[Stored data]

↓↓↓

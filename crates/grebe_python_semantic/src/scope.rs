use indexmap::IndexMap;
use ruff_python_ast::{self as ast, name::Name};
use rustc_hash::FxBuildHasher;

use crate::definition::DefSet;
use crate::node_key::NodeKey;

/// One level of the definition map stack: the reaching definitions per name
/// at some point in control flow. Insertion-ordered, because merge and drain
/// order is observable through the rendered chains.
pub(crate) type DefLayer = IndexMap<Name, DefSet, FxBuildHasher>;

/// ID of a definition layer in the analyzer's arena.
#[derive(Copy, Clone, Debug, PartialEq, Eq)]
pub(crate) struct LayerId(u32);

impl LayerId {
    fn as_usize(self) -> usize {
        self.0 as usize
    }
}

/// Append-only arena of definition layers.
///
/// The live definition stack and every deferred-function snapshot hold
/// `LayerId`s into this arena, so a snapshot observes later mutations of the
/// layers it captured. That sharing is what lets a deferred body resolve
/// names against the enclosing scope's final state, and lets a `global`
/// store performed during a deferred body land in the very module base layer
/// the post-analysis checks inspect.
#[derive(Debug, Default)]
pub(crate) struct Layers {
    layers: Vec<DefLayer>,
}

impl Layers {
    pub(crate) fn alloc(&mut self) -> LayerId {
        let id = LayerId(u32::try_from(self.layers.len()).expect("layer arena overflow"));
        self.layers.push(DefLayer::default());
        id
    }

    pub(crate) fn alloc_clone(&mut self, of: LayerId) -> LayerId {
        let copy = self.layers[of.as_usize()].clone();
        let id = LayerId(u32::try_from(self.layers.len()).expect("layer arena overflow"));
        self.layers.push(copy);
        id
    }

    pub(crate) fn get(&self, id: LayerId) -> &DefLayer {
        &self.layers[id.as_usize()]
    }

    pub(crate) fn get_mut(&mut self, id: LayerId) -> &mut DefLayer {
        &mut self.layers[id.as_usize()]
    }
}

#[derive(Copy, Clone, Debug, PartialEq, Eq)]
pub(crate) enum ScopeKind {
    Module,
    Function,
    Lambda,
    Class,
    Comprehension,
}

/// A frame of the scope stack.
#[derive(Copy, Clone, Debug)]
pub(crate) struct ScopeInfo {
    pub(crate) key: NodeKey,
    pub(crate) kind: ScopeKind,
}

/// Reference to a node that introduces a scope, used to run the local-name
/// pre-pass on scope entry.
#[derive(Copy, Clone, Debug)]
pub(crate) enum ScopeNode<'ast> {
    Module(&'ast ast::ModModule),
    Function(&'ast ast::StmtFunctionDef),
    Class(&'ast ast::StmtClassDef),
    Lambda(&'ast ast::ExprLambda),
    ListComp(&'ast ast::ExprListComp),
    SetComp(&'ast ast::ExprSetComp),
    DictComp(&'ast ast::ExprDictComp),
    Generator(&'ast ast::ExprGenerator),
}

↑↑↑

- **About this exercise**
Make an exact copy of all the data.

- **Exercise response**
filename crates/grebe_python_semantic/src/scope.rs
use indexmap::IndexMap;
use ruff_python_ast::{self as ast, name::Name};
use rustc_hash::FxBuildHasher;

use crate::definition::DefSet;
use crate::node_key::NodeKey;

/// One level of the definition map stack: the reaching definitions per name
/// at some point in control flow. Insertion-ordered, because merge and drain
/// order is observable through the rendered chains.
pub(crate) type DefLayer = IndexMap<Name, DefSet, FxBuildHasher>;

/// ID of a definition layer in the analyzer's arena.
#[derive(Copy, Clone, Debug, PartialEq, Eq)]
pub(crate) struct LayerId(u32);

impl LayerId {
    fn as_usize(self) -> usize {
        self.0 as usize
    }
}

/// Append-only arena of definition layers.
///
/// The live definition stack and every deferred-function snapshot hold
/// `LayerId`s into this arena, so a snapshot observes later mutations of the
/// layers it captured. That sharing is what lets a deferred body resolve
/// names against the enclosing scope's final state, and lets a `global`
/// store performed during a deferred body land in the very module base layer
/// the post-analysis checks inspect.
#[derive(Debug, Default)]
pub(crate) struct Layers {
    layers: Vec<DefLayer>,
}

impl Layers {
    pub(crate) fn alloc(&mut self) -> LayerId {
        let id = LayerId(u32::try_from(self.layers.len()).expect("layer arena overflow"));
        self.layers.push(DefLayer::default());
        id
    }

    pub(crate) fn alloc_clone(&mut self, of: LayerId) -> LayerId {
        let copy = self.layers[of.as_usize()].clone();
        let id = LayerId(u32::try_from(self.layers.len()).expect("layer arena overflow"));
        self.layers.push(copy);
        id
    }

    pub(crate) fn get(&self, id: LayerId) -> &DefLayer {
        &self.layers[id.as_usize()]
    }

    pub(crate) fn get_mut(&mut self, id: LayerId) -> &mut DefLayer {
        &mut self.layers[id.as_usize()]
    }
}

#[derive(Copy, Clone, Debug, PartialEq, Eq)]
pub(crate) enum ScopeKind {
    Module,
    Function,
    Lambda,
    Class,
    Comprehension,
}

/// A frame of the scope stack.
#[derive(Copy, Clone, Debug)]
pub(crate) struct ScopeInfo {
    pub(crate) key: NodeKey,
    pub(crate) kind: ScopeKind,
}

/// Reference to a node that introduces a scope, used to run the local-name
/// pre-pass on scope entry.
#[derive(Copy, Clone, Debug)]
pub(crate) enum ScopeNode<'ast> {
    Module(&'ast ast::ModModule),
    Function(&'ast ast::StmtFunctionDef),
    Class(&'ast ast::StmtClassDef),
    Lambda(&'ast ast::ExprLambda),
    ListComp(&'ast ast::ExprListComp),
    SetComp(&'ast ast::ExprSetComp),
    DictComp(&'ast ast::ExprDictComp),
    Generator(&'ast ast::ExprGenerator),
}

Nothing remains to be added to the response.